Saved data entries
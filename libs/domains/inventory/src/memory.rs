//! In-memory implementation of the product storage contract.

use async_trait::async_trait;
use std::collections::{BTreeSet, HashMap};
use std::sync::Arc;
use std::sync::atomic::{AtomicI64, Ordering};
use tokio::sync::RwLock;

use crate::error::ProductResult;
use crate::models::{CreateProduct, Product};
use crate::repository::ProductRepository;

/// In-memory implementation of [`ProductRepository`].
///
/// Backs the binaries in this workspace and the integration tests; a durable
/// engine lives behind the same trait. Ids are assigned from a process-local
/// monotonically increasing counter, starting at 1.
#[derive(Debug)]
pub struct InMemoryProductRepository {
    products: Arc<RwLock<HashMap<i64, Product>>>,
    next_id: AtomicI64,
}

impl InMemoryProductRepository {
    pub fn new() -> Self {
        Self {
            products: Arc::new(RwLock::new(HashMap::new())),
            next_id: AtomicI64::new(1),
        }
    }
}

impl Default for InMemoryProductRepository {
    fn default() -> Self {
        Self::new()
    }
}

#[async_trait]
impl ProductRepository for InMemoryProductRepository {
    async fn create(&self, input: CreateProduct) -> ProductResult<Product> {
        let id = self.next_id.fetch_add(1, Ordering::SeqCst);
        let product = Product::from_create(id, input);

        let mut products = self.products.write().await;
        products.insert(id, product.clone());

        tracing::info!(product_id = id, name = %product.name, "Created product");
        Ok(product)
    }

    async fn get_by_id(&self, id: i64) -> ProductResult<Option<Product>> {
        let products = self.products.read().await;
        Ok(products.get(&id).cloned())
    }

    async fn list_all(&self) -> ProductResult<Vec<Product>> {
        let products = self.products.read().await;
        Ok(products.values().cloned().collect())
    }

    async fn find_by_category(&self, category: &str) -> ProductResult<Vec<Product>> {
        let products = self.products.read().await;
        Ok(products
            .values()
            .filter(|p| p.category == category)
            .cloned()
            .collect())
    }

    async fn find_by_name(&self, fragment: &str) -> ProductResult<Vec<Product>> {
        let needle = fragment.to_lowercase();
        let products = self.products.read().await;
        Ok(products
            .values()
            .filter(|p| p.name.to_lowercase().contains(&needle))
            .cloned()
            .collect())
    }

    async fn find_low_stock(&self, threshold: i32) -> ProductResult<Vec<Product>> {
        let products = self.products.read().await;
        Ok(products
            .values()
            .filter(|p| p.quantity <= threshold)
            .cloned()
            .collect())
    }

    async fn update(&self, product: &Product) -> ProductResult<bool> {
        let mut products = self.products.write().await;
        match products.get_mut(&product.id) {
            Some(existing) => {
                *existing = product.clone();
                Ok(true)
            }
            None => Ok(false),
        }
    }

    async fn delete(&self, id: i64) -> ProductResult<bool> {
        let mut products = self.products.write().await;
        Ok(products.remove(&id).is_some())
    }

    async fn distinct_categories(&self) -> ProductResult<Vec<String>> {
        let products = self.products.read().await;
        let categories: BTreeSet<String> =
            products.values().map(|p| p.category.clone()).collect();
        Ok(categories.into_iter().collect())
    }
}

#[cfg(test)]
mod tests {
    use super::*;

    fn sample(name: &str, quantity: i32, price: f64, category: &str) -> CreateProduct {
        CreateProduct {
            name: name.to_string(),
            quantity,
            price,
            category: category.to_string(),
        }
    }

    #[tokio::test]
    async fn test_create_assigns_sequential_ids() {
        let repo = InMemoryProductRepository::new();

        let first = repo
            .create(sample("Laptop", 3, 999.99, "Electronics"))
            .await
            .unwrap();
        let second = repo
            .create(sample("Desk", 7, 150.0, "Furniture"))
            .await
            .unwrap();

        assert_eq!(first.id, 1);
        assert_eq!(second.id, 2);
    }

    #[tokio::test]
    async fn test_default_construction_starts_ids_at_one() {
        let repo = InMemoryProductRepository::default();

        let first = repo
            .create(sample("Laptop", 3, 999.99, "Electronics"))
            .await
            .unwrap();

        assert_eq!(first.id, 1);
    }

    #[tokio::test]
    async fn test_create_then_get_returns_equal_record() {
        let repo = InMemoryProductRepository::new();

        let created = repo
            .create(sample("Laptop", 3, 999.99, "Electronics"))
            .await
            .unwrap();
        let fetched = repo.get_by_id(created.id).await.unwrap();

        assert_eq!(fetched, Some(created));
    }

    #[tokio::test]
    async fn test_find_by_name_is_case_insensitive_substring() {
        let repo = InMemoryProductRepository::new();
        for name in ["Laptop", "Desktop", "Notebook"] {
            repo.create(sample(name, 1, 10.0, "Electronics"))
                .await
                .unwrap();
        }

        let mut names: Vec<String> = repo
            .find_by_name("top")
            .await
            .unwrap()
            .into_iter()
            .map(|p| p.name)
            .collect();
        names.sort();

        assert_eq!(names, vec!["Desktop", "Laptop"]);
    }

    #[tokio::test]
    async fn test_find_low_stock_includes_threshold_boundary() {
        let repo = InMemoryProductRepository::new();
        for (name, quantity) in [("A", 5), ("B", 10), ("C", 11)] {
            repo.create(sample(name, quantity, 1.0, "Misc"))
                .await
                .unwrap();
        }

        let low = repo.find_low_stock(10).await.unwrap();
        assert_eq!(low.len(), 2);
        assert!(low.iter().all(|p| p.quantity <= 10));
    }

    #[tokio::test]
    async fn test_find_by_category_exact_match() {
        let repo = InMemoryProductRepository::new();
        repo.create(sample("Lamp", 2, 25.0, "Furniture"))
            .await
            .unwrap();
        repo.create(sample("Cable", 9, 5.0, "Electronics"))
            .await
            .unwrap();

        let found = repo.find_by_category("Furniture").await.unwrap();
        assert_eq!(found.len(), 1);
        assert_eq!(found[0].name, "Lamp");

        // No partial or case-folded matching
        assert!(repo.find_by_category("furniture").await.unwrap().is_empty());
    }

    #[tokio::test]
    async fn test_distinct_categories_sorted_without_duplicates() {
        let repo = InMemoryProductRepository::new();
        for category in ["Electronics", "Electronics", "Furniture"] {
            repo.create(sample("X", 1, 1.0, category)).await.unwrap();
        }

        let categories = repo.distinct_categories().await.unwrap();
        assert_eq!(categories, vec!["Electronics", "Furniture"]);
    }

    #[tokio::test]
    async fn test_delete_twice_reports_existence_once() {
        let repo = InMemoryProductRepository::new();
        let created = repo
            .create(sample("Laptop", 3, 999.99, "Electronics"))
            .await
            .unwrap();

        assert!(repo.delete(created.id).await.unwrap());
        assert!(!repo.delete(created.id).await.unwrap());
    }

    #[tokio::test]
    async fn test_update_missing_record_returns_false() {
        let repo = InMemoryProductRepository::new();
        let phantom = Product {
            id: 42,
            name: "Ghost".to_string(),
            quantity: 1,
            price: 1.0,
            category: "Misc".to_string(),
        };

        assert!(!repo.update(&phantom).await.unwrap());
    }
}
//! ShelfLine API - REST server over the inventory and user domains

use axum::{Json, Router, routing::get};
use axum_helpers::{create_app, health_router};
use core_config::tracing::{init_tracing, install_color_eyre};
use domain_inventory::{InMemoryProductRepository, InventoryService, handlers as product_handlers};
use domain_users::{
    CreateUser, InMemoryUserRepository, UserError, UserService, handlers as user_handlers,
};
use tracing::{info, warn};
use utoipa::OpenApi;

mod config;
mod openapi;

use config::Config;

/// Seed the administrator account so a fresh process is usable.
async fn seed_admin(
    users: &UserService<InMemoryUserRepository>,
    config: &Config,
) -> eyre::Result<()> {
    let result = users
        .add_user(CreateUser {
            username: config.admin_username.clone(),
            password: config.admin_password.clone(),
            role: "admin".to_string(),
        })
        .await;

    match result {
        Ok(user) => info!(username = %user.username, "Seeded administrator account"),
        Err(UserError::DuplicateUsername(_)) => {
            warn!("Administrator account already present, skipping seed");
        }
        Err(e) => return Err(eyre::eyre!("Failed to seed administrator: {}", e)),
    }

    Ok(())
}

async fn openapi_json() -> Json<utoipa::openapi::OpenApi> {
    Json(openapi::ApiDoc::openapi())
}

#[tokio::main]
async fn main() -> eyre::Result<()> {
    install_color_eyre();

    let config = Config::from_env()?;
    init_tracing(&config.environment);

    let inventory = InventoryService::new(InMemoryProductRepository::new());
    let users = UserService::new(InMemoryUserRepository::new());

    seed_admin(&users, &config).await?;

    let app = Router::new()
        .nest("/api/products", product_handlers::router(inventory))
        .nest("/api/users", user_handlers::router(users))
        .route("/api-docs/openapi.json", get(openapi_json))
        .merge(health_router());

    info!("Starting ShelfLine API on {}", config.server.address());
    create_app(app, &config.server).await?;

    info!("ShelfLine API shutdown complete");
    Ok(())
}
use async_trait::async_trait;

use crate::error::UserResult;
use crate::models::{CreateUser, User};

/// Repository trait for User persistence
///
/// Username uniqueness is a storage constraint: `create` and `update` fail
/// with a duplicate-username error when it would be violated. Credential
/// lookup compares username and password exactly, byte for byte.
#[cfg_attr(test, mockall::automock)]
#[async_trait]
pub trait UserRepository: Send + Sync {
    /// Persist a new user and assign its id
    async fn create(&self, input: CreateUser) -> UserResult<User>;

    /// Get a user by id
    async fn get_by_id(&self, id: i64) -> UserResult<Option<User>>;

    /// Get a user by username (the alternate key)
    async fn get_by_username(&self, username: &str) -> UserResult<Option<User>>;

    /// The user whose username and password both match exactly, if any
    async fn find_by_credentials(
        &self,
        username: &str,
        password: &str,
    ) -> UserResult<Option<User>>;

    /// All users, unordered
    async fn list_all(&self) -> UserResult<Vec<User>>;

    /// Overwrite the record matching `user.id`; false when no match
    async fn update(&self, user: &User) -> UserResult<bool>;

    /// Remove the record matching `id`; false when no match
    async fn delete(&self, id: i64) -> UserResult<bool>;

    /// Whether a user with this username already exists
    async fn username_exists(&self, username: &str) -> UserResult<bool>;
}
use crate::Environment;
use tracing::debug;
use tracing_subscriber::{prelude::*, EnvFilter};

/// Install color-eyre with the project-standard configuration.
///
/// Call this early in main(), before any fallible operations. Safe to call
/// multiple times (subsequent installs are ignored).
pub fn install_color_eyre() {
    let _ = color_eyre::config::HookBuilder::default()
        .display_location_section(true)
        .display_env_section(false)
        .install();
}

/// Initialize tracing with environment-aware configuration.
///
/// - Production (`APP_ENV=production`): JSON output for log aggregation,
///   module targets hidden.
/// - Development (default): pretty-printed, human-readable output.
///
/// An ErrorLayer is installed in both modes so span traces are captured
/// when errors occur. `RUST_LOG` overrides the default filter
/// (`info` in production, `debug` in development).
///
/// Safe to call multiple times; re-initialization is silently skipped,
/// which is common in tests.
pub fn init_tracing(environment: &Environment) {
    let is_production = environment.is_production();

    let filter = EnvFilter::try_from_default_env().unwrap_or_else(|_| {
        if is_production {
            EnvFilter::new("info")
        } else {
            EnvFilter::new("debug")
        }
    });

    let result = if is_production {
        tracing_subscriber::registry()
            .with(
                tracing_subscriber::fmt::layer()
                    .json()
                    .with_target(false)
                    .flatten_event(true),
            )
            .with(tracing_error::ErrorLayer::default())
            .with(filter)
            .try_init()
    } else {
        tracing_subscriber::registry()
            .with(tracing_subscriber::fmt::layer().with_target(true).pretty())
            .with(tracing_error::ErrorLayer::default())
            .with(filter)
            .try_init()
    };

    if result.is_err() {
        debug!("Tracing already initialized, skipping re-initialization");
    }
}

> **WHAT IS NEEDED**:
Would you output, unchanged, each line from the start of the records to the line that holds "tests; a durable", both included and nothing else?

> **WRITTEN RESPONSE**:
filename libs/domains/inventory/src/memory.rs
//! In-memory implementation of the product storage contract.

use async_trait::async_trait;
use std::collections::{BTreeSet, HashMap};
use std::sync::Arc;
use std::sync::atomic::{AtomicI64, Ordering};
use tokio::sync::RwLock;

use crate::error::ProductResult;
use crate::models::{CreateProduct, Product};
use crate::repository::ProductRepository;

/// In-memory implementation of [`ProductRepository`].
///
/// Backs the binaries in this workspace and the integration tests; a durable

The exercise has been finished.